The crisis will lead to a new wave of M&As, she added, “a consolidation of not only brands but of the supply chain as well, as it is at risk, with small labs and manufacturers that don’t have the muscle to sustain and react to the situation.”

“There will be a recovery for the luxury market, but the industry will be profoundly transformed,” said Claudia D’Arpizio, Bain & Co. partner and lead author of the study. “The coronavirus crisis will force the industry to think more creatively and innovate even faster to meet a host of new consumer demands and channel constraints.”

“As consumers slowly emerge from lockdowns, the way they see the world will have changed and luxury brands will need to adapt,” Levato agreed. “Safety in-store will be mandatory, paired with the magic of the luxury experience: creative ways to attract customers to the store, or to get the product to the customer, will make the difference.”

That said, it will be key for brands to remain consistent with their DNA to succeed, concluded Levato.

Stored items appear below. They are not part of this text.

mod engine;
mod error;
mod evaluator;
mod jurisdictions;
mod policy;
mod rules;
mod solver;
mod types;

pub use engine::calculate_net_pay;
pub use error::{EngineError, RuleTableError};
pub use evaluator::{effective_rate, evaluate_deduction, progressive_tax};
pub use policy::{ResolvedPolicy, RuleScope};
pub use rules::{RuleTable, validate_country};
pub use solver::{
    GrossSolution, MAX_BISECTIONS, MAX_EXPANSIONS, NET_TOLERANCE, solve_gross,
    solve_gross_for_net,
};
pub use types::{
    AgeRate, Bracket, CalculationResult, CountryRules, Currency, DeductionEntry, DeductionKind,
    Deductible, FilerDetails, FilerPolicy, FilerState, MaritalStatus, PayFrequency,
    PersonalCosts, PolicyOverride, RuleCategory, SubNationalRule, UserInputs,
};
//! Built-in rule tables.
//!
//! Figures are 2024 schedules, simplified where the real rule is not a
//! bracket table (the German tariff formula, Irish USC exemptions, Dutch
//! credit phase-outs). They exist to exercise the engine, not to file taxes.

use super::types::{
    AgeRate, Bracket, CountryRules, Currency, Deductible, FilerPolicy, FilerState, PolicyOverride,
    RuleCategory::{DependentTax, Other, PrimaryIncomeTax, SocialContribution},
    SubNationalRule,
};

pub fn builtin_countries() -> Vec<CountryRules> {
    vec![
        united_states(),
        germany(),
        singapore(),
        ireland(),
        united_kingdom(),
        netherlands(),
    ]
}

fn currency(code: &str, symbol: &str) -> Currency {
    Currency {
        code: code.to_string(),
        symbol: symbol.to_string(),
    }
}

fn country(code: &str, name: &str, currency: Currency, federal: Vec<Deductible>) -> CountryRules {
    CountryRules {
        code: code.to_string(),
        name: name.to_string(),
        currency,
        federal_deductibles: federal,
        sub_national_rules: Vec::new(),
        policies: Vec::new(),
        supports_marital_status: false,
        supports_church_tax: false,
        supports_expatriate: false,
    }
}

fn region(id: &str, name: &str, deductibles: Vec<Deductible>) -> SubNationalRule {
    SubNationalRule {
        id: id.to_string(),
        name: name.to_string(),
        deductibles,
        policies: Vec::new(),
    }
}

fn brackets(rows: &[(f64, f64)]) -> Vec<Bracket> {
    rows.iter()
        .map(|&(threshold, rate)| Bracket::new(threshold, rate))
        .collect()
}

const US_SINGLE: &[(f64, f64)] = &[
    (0.0, 0.10),
    (11_600.0, 0.12),
    (47_150.0, 0.22),
    (100_525.0, 0.24),
    (191_950.0, 0.32),
    (243_725.0, 0.35),
    (609_350.0, 0.37),
];

const US_JOINT: &[(f64, f64)] = &[
    (0.0, 0.10),
    (23_200.0, 0.12),
    (94_300.0, 0.22),
    (201_050.0, 0.24),
    (383_900.0, 0.32),
    (487_450.0, 0.35),
    (731_200.0, 0.37),
];

const CA_SINGLE: &[(f64, f64)] = &[
    (0.0, 0.01),
    (10_756.0, 0.02),
    (25_499.0, 0.04),
    (40_245.0, 0.06),
    (55_866.0, 0.08),
    (70_606.0, 0.093),
    (360_659.0, 0.103),
    (432_787.0, 0.113),
    (721_314.0, 0.123),
];

const NY_SINGLE: &[(f64, f64)] = &[
    (0.0, 0.04),
    (8_500.0, 0.045),
    (11_700.0, 0.0525),
    (13_900.0, 0.055),
    (80_650.0, 0.06),
    (215_400.0, 0.0685),
    (1_077_550.0, 0.0965),
    (5_000_000.0, 0.103),
    (25_000_000.0, 0.109),
];

fn united_states() -> CountryRules {
    let mut us = country(
        "US",
        "United States",
        currency("USD", "$"),
        vec![
            Deductible::progressive("Federal Income Tax", PrimaryIncomeTax, &brackets(US_SINGLE))
                .described("Federal income tax after the standard deduction")
                .with_exemption(14_600.0),
            Deductible::percentage("Social Security", SocialContribution, 0.062)
                .described("OASDI up to the wage base")
                .with_capped_base(168_600.0),
            Deductible::percentage("Medicare", SocialContribution, 0.0145)
                .described("Hospital insurance, no wage base"),
        ],
    );
    us.supports_marital_status = true;
    us.policies = vec![
        FilerPolicy::new(
            PrimaryIncomeTax,
            FilerState::Married,
            PolicyOverride::BracketTable(brackets(US_JOINT)),
        ),
        FilerPolicy::new(
            PrimaryIncomeTax,
            FilerState::Married,
            PolicyOverride::ExemptAmount(29_200.0),
        ),
    ];

    let joint_ca: Vec<(f64, f64)> = CA_SINGLE.iter().map(|&(t, r)| (t * 2.0, r)).collect();
    let mut california = region(
        "CA",
        "California",
        vec![
            Deductible::progressive("State Income Tax", PrimaryIncomeTax, &brackets(CA_SINGLE))
                .with_exemption(5_540.0),
            Deductible::percentage("State Disability Insurance", SocialContribution, 0.011),
        ],
    );
    california.policies = vec![
        FilerPolicy::new(
            PrimaryIncomeTax,
            FilerState::Married,
            PolicyOverride::BracketTable(brackets(&joint_ca)),
        ),
        FilerPolicy::new(
            PrimaryIncomeTax,
            FilerState::Married,
            PolicyOverride::ExemptAmount(11_080.0),
        ),
    ];

    us.sub_national_rules = vec![
        california,
        region(
            "NY",
            "New York",
            vec![
                Deductible::progressive("State Income Tax", PrimaryIncomeTax, &brackets(NY_SINGLE))
                    .with_exemption(8_000.0),
            ],
        ),
        region("TX", "Texas", Vec::new()),
    ];
    us
}

fn germany() -> CountryRules {
    let mut de = country(
        "DE",
        "Germany",
        currency("EUR", "€"),
        vec![
            Deductible::progressive(
                "Income Tax",
                PrimaryIncomeTax,
                &brackets(&[
                    (0.0, 0.0),
                    (11_604.0, 0.14),
                    (17_006.0, 0.24),
                    (66_761.0, 0.42),
                    (277_826.0, 0.45),
                ]),
            )
            .described("Einkommensteuer, linearised tariff"),
            Deductible::percentage("Church Tax", DependentTax, 0.09)
                .described("Kirchensteuer on income tax")
                .church_tax(),
            Deductible::percentage("Pension Insurance", SocialContribution, 0.093)
                .with_capped_base(90_600.0),
            Deductible::percentage("Unemployment Insurance", SocialContribution, 0.013)
                .with_capped_base(90_600.0),
            Deductible::percentage("Health Insurance", SocialContribution, 0.0815)
                .with_capped_base(62_100.0),
            Deductible::percentage("Long-term Care Insurance", SocialContribution, 0.017)
                .with_capped_base(62_100.0),
        ],
    );
    de.supports_marital_status = true;
    de.supports_church_tax = true;
    de.policies = vec![FilerPolicy::new(
        PrimaryIncomeTax,
        FilerState::Married,
        PolicyOverride::IncomeSplitting,
    )];
    de
}

fn singapore() -> CountryRules {
    let cpf_bands = [
        (0, 55, 0.20),
        (55, 60, 0.17),
        (60, 65, 0.115),
        (65, 70, 0.075),
        (70, 150, 0.05),
    ]
    .map(|(min_age, max_age, rate)| AgeRate {
        min_age,
        max_age,
        rate,
    });

    country(
        "SG",
        "Singapore",
        currency("SGD", "S$"),
        vec![
            Deductible::progressive(
                "Income Tax",
                PrimaryIncomeTax,
                &brackets(&[
                    (0.0, 0.0),
                    (20_000.0, 0.02),
                    (30_000.0, 0.035),
                    (40_000.0, 0.07),
                    (80_000.0, 0.115),
                    (120_000.0, 0.15),
                    (160_000.0, 0.18),
                    (200_000.0, 0.19),
                    (240_000.0, 0.195),
                    (280_000.0, 0.20),
                    (320_000.0, 0.22),
                    (500_000.0, 0.23),
                    (1_000_000.0, 0.24),
                ]),
            ),
            Deductible::percentage("CPF Employee", SocialContribution, 0.20)
                .described("Central Provident Fund, ordinary wage ceiling")
                .with_capped_base(81_600.0)
                .with_age_rates(&cpf_bands),
        ],
    )
}

fn ireland() -> CountryRules {
    let mut ie = country(
        "IE",
        "Ireland",
        currency("EUR", "€"),
        vec![
            Deductible::progressive(
                "Income Tax",
                PrimaryIncomeTax,
                &brackets(&[(0.0, 0.20), (42_000.0, 0.40)]),
            )
            .described("PAYE after personal and employee credits")
            .with_credits(3_750.0),
            Deductible::progressive(
                "Universal Social Charge",
                Other,
                &brackets(&[
                    (0.0, 0.005),
                    (12_012.0, 0.02),
                    (25_760.0, 0.04),
                    (70_044.0, 0.08),
                ]),
            ),
            Deductible::percentage("PRSI", SocialContribution, 0.04),
        ],
    );
    ie.supports_marital_status = true;
    ie.policies = vec![
        FilerPolicy::new(
            PrimaryIncomeTax,
            FilerState::Married,
            PolicyOverride::BracketTable(brackets(&[(0.0, 0.20), (51_000.0, 0.40)])),
        ),
        FilerPolicy::new(
            PrimaryIncomeTax,
            FilerState::Married,
            PolicyOverride::AdditionalCredits(3_750.0),
        ),
    ];
    ie
}

fn united_kingdom() -> CountryRules {
    country(
        "GB",
        "United Kingdom",
        currency("GBP", "£"),
        vec![
            Deductible::progressive(
                "Income Tax",
                PrimaryIncomeTax,
                &brackets(&[(0.0, 0.20), (37_700.0, 0.40), (112_570.0, 0.45)]),
            )
            .described("Basic, higher and additional rate after the personal allowance")
            .with_exemption(12_570.0),
            Deductible::progressive(
                "National Insurance",
                SocialContribution,
                &brackets(&[(0.0, 0.0), (12_570.0, 0.08), (50_270.0, 0.02)]),
            ),
            Deductible::progressive(
                "Employer National Insurance",
                SocialContribution,
                &brackets(&[(0.0, 0.0), (9_100.0, 0.138)]),
            )
            .employer(),
        ],
    )
}

fn netherlands() -> CountryRules {
    let mut nl = country(
        "NL",
        "Netherlands",
        currency("EUR", "€"),
        vec![
            Deductible::progressive(
                "Income Tax",
                PrimaryIncomeTax,
                &brackets(&[(0.0, 0.3697), (75_518.0, 0.495)]),
            )
            .described("Box 1 including national insurance, general tax credit applied")
            .with_credits(3_362.0),
        ],
    );
    nl.supports_expatriate = true;
    nl.policies = vec![FilerPolicy::new(
        PrimaryIncomeTax,
        FilerState::Expatriate,
        PolicyOverride::TaxableFraction(0.70),
    )];
    nl
}
use axum::{
    Router,
    extract::{Json, Query, State},
    http::{StatusCode, header},
    response::{IntoResponse, Response},
    routing::{get, post},
};
use clap::{Args, Parser, Subcommand, ValueEnum};
use serde::{Deserialize, Serialize};
use std::net::SocketAddr;
use std::path::PathBuf;
use std::sync::Arc;
use tokio::net::TcpListener;

use crate::core::{
    CountryRules, EngineError, FilerDetails, MaritalStatus, PayFrequency, PersonalCosts,
    RuleTable, UserInputs,
};

const MAX_AGE: u32 = 130;

#[derive(Copy, Clone, Debug, Eq, PartialEq, ValueEnum)]
enum CliFrequency {
    Monthly,
    Annual,
}

impl From<CliFrequency> for PayFrequency {
    fn from(value: CliFrequency) -> Self {
        match value {
            CliFrequency::Monthly => PayFrequency::Monthly,
            CliFrequency::Annual => PayFrequency::Annual,
        }
    }
}

#[derive(Copy, Clone, Debug, Eq, PartialEq, Deserialize)]
#[serde(rename_all = "kebab-case")]
enum ApiFrequency {
    #[serde(alias = "month", alias = "MONTHLY")]
    Monthly,
    #[serde(alias = "year", alias = "yearly", alias = "ANNUAL")]
    Annual,
}

impl From<ApiFrequency> for CliFrequency {
    fn from(value: ApiFrequency) -> Self {
        match value {
            ApiFrequency::Monthly => CliFrequency::Monthly,
            ApiFrequency::Annual => CliFrequency::Annual,
        }
    }
}

#[derive(Copy, Clone, Debug, Eq, PartialEq, Deserialize)]
#[serde(rename_all = "kebab-case")]
enum ApiMaritalStatus {
    Single,
    Married,
}

#[derive(Debug, Default, Deserialize)]
#[serde(default, rename_all = "camelCase")]
struct CalculatePayload {
    country: Option<String>,
    sub_region: Option<String>,
    gross_income: Option<f64>,
    frequency: Option<ApiFrequency>,
    age: Option<u32>,
    marital_status: Option<ApiMaritalStatus>,
    church_tax: Option<bool>,
    expatriate: Option<bool>,

    rent: Option<f64>,
    groceries: Option<f64>,
    utilities: Option<f64>,
    transport: Option<f64>,
    insurance: Option<f64>,
    emergency_fund: Option<f64>,
    debt: Option<f64>,
    freedom_fund: Option<f64>,
    annual_bonus: Option<f64>,
}

#[derive(Debug, Default, Deserialize)]
#[serde(default, rename_all = "camelCase")]
struct SolvePayload {
    target_net: Option<f64>,
    #[serde(flatten)]
    filer: CalculatePayload,
}

#[derive(Parser, Debug)]
#[command(
    name = "netpay",
    about = "Take-home pay estimator (progressive and flat schedules, caps, credits, net-to-gross)"
)]
pub struct Cli {
    #[arg(
        long,
        global = true,
        help = "JSON rule table to use instead of the built-in jurisdictions"
    )]
    rules: Option<PathBuf>,
    #[command(subcommand)]
    command: Command,
}

#[derive(Subcommand, Debug)]
enum Command {
    /// Net pay and deduction breakdown for a gross income.
    Net(NetArgs),
    /// Gross income needed to take home a target net income.
    Gross(GrossArgs),
    /// List the available jurisdictions and regions.
    Countries,
    /// Serve the JSON API.
    Serve {
        #[arg(long, default_value_t = 8080)]
        port: u16,
    },
}

#[derive(Args, Debug)]
struct NetArgs {
    #[arg(long, help = "Gross income in the chosen frequency")]
    gross: f64,
    #[command(flatten)]
    filer: FilerArgs,
}
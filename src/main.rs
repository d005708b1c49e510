use clap::Parser;
use tracing_subscriber::EnvFilter;

#[tokio::main]
async fn main() {
    tracing_subscriber::fmt()
        .with_env_filter(EnvFilter::from_default_env())
        .with_writer(std::io::stderr)
        .init();

    let cli = netpay::api::Cli::parse();
    if let Err(e) = netpay::api::run(cli).await {
        eprintln!("{e}");
        std::process::exit(1);
    }
}
//! Shared fixtures for tests that need a live Postgres.
//!
//! Set `FTS_TEST_POSTGRES_URL` to run them; without it they return early.

use fts_types::PostgresSettings;
use sqlx::postgres::PgPoolOptions;
use sqlx::PgPool;

pub const POSTGRES_URL_ENV: &str = "FTS_TEST_POSTGRES_URL";

pub async fn test_pool() -> Option<PgPool> {
    let url = std::env::var(POSTGRES_URL_ENV).ok()?;
    let pool = PgPoolOptions::new()
        .max_connections(4)
        .connect(&url)
        .await
        .unwrap();
    Some(pool)
}

/// Fresh primary table named after the test, so tests can run in parallel.
pub async fn isolated_settings(pool: &PgPool, name: &str) -> PostgresSettings {
    let table = format!("fts_{name}_{}", std::process::id());
    sqlx::query(&format!("DROP TABLE IF EXISTS {table} CASCADE"))
        .execute(pool)
        .await
        .unwrap();
    sqlx::query(&format!(
        "CREATE TABLE {table} (id BIGSERIAL PRIMARY KEY, content TEXT)"
    ))
    .execute(pool)
    .await
    .unwrap();

    PostgresSettings {
        primary_table: table,
        ..Default::default()
    }
}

For the second half of the year, the study expects a contraction between zero and 10 percent and between 20 to 25 percent depending on two different scenarios. One is based on the local rebound, restarted intra-country tourism and intra-regional tourism, and an extra-regional tourism that has not recovered, but showing the first positive signals by the fourth quarter and the holiday season. In this case, the drop in the first half would be flat to down 10 percent and for the full year 2020 down between 20 and 25 percent.

In the second scenario, the study sees a slower local rebound, mainly with sluggish Europe and Americas, stabilized intra-country tourism but still limited intra-regional tourism and extra-regional tourism not recovered. In this case, the decrease in the second half would be between 20 and 25 percent and for the full year between 30 and 35 percent.

D’Arpizio identified several market trends that are here to stay, including: More China; accelerated shift to online but with a phygital mind-set; heightened environmental and social consciousness; strengthened local pride and demand for intimacy, entertainment and emotions.

During a webinar conference on Thursday morning, Altagamma president Matteo Lunelli and general director Stefania Lazzaroni presented the Altagamma Consensus 2020 Update, which estimates this year an average 20 percent drop in luxury consumer spending in all markets. In particular it forecasts a 29 percent decrease in Europe, a 22 percent in North America and a 21 percent drop in Latin America, all impacted by a protracted crisis and the absence of international tourists, especially Chinese. Japan is seen down 13 percent, Asia down 5 percent, and the Middle East down 16 percent.

By cluster, the Chinese consumers are seen to decrease 9 percent as they are the first to exit the emergency, followed by the Japanese, down 14 percent and the rest of Asia, down 16.5 percent.

By product, the Consensus expects sales of jewels to decrease 22 percent; watches to drop 25 percent and ready-to-wear, down 21 percent, while leather goods is seen down 16 percent and cosmetics down 11 percent.

Lunelli was positive about the long-term prospects for Italy’s “creative industry, which will be able to leverage unique manufacturing, creative and entrepreneurial resources.” The priorities in the short term are to protect the pipelines that are struggling; in the medium term to complete the digital transformation and the relaunch of tourism while increasing its attention to the social and environmental sustainability.”

Lazzaroni said the Consensus sees profitability of the companies in the luxury sector down 30 percent in 2020, compared with a Consensus for year released last November that forecast a 4.5 percent growth. She concurred with Lunelli, saying that the digital transformation of companies will be surely implemented and that the crisis will bring new lifestyles, more sustainable and moderate.